=== Exercise material ===

//! PostgreSQL relational adapter using Diesel ORM.
//!
//! Provides the relational implementation of the domain transaction ports,
//! backed by PostgreSQL via `diesel-async` and `bb8` connection pooling.
//!
//! # Architecture
//!
//! - [`PgTransactor`] opens read-committed, read-write transactions and
//!   stores the [`PgTransaction`] handle in the context under its key.
//! - [`PgExecutor`] is the client side: given a context, it writes through
//!   the open transaction or, when there is none, auto-commits on a pooled
//!   connection.
//! - Diesel and pool errors are mapped into [`PgExecutorError`] and
//!   `TransactionError` variants; nothing above this module sees Diesel
//!   types except the connection passed to executor operations.
//!
//! # Example
//!
//! ```ignore
//! use coordinator::outbound::persistence::{DbPool, PgTransactor, PoolConfig};
//!
//! let pool = DbPool::new(PoolConfig::new("postgres://localhost/mydb")).await?;
//! let transactor = PgTransactor::new(pool);
//! let executor = transactor.executor();
//! ```

mod error_mapping;
mod executor;
mod pg_transaction;
mod pool;

pub use error_mapping::PgExecutorError;
pub use executor::PgExecutor;
pub use pg_transaction::{BEGIN_SQL, PgTransaction, PgTransactor};
pub use pool::{DbPool, OwnedConnection, PoolConfig, PoolError};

===

Task objective: Starting with the line that contains "mod pg_transaction;", output every line through the end of the listing above, unchanged.

Result below:
mod pg_transaction;
mod pool;

pub use error_mapping::PgExecutorError;
pub use executor::PgExecutor;
pub use pg_transaction::{BEGIN_SQL, PgTransaction, PgTransactor};
pub use pool::{DbPool, OwnedConnection, PoolConfig, PoolError};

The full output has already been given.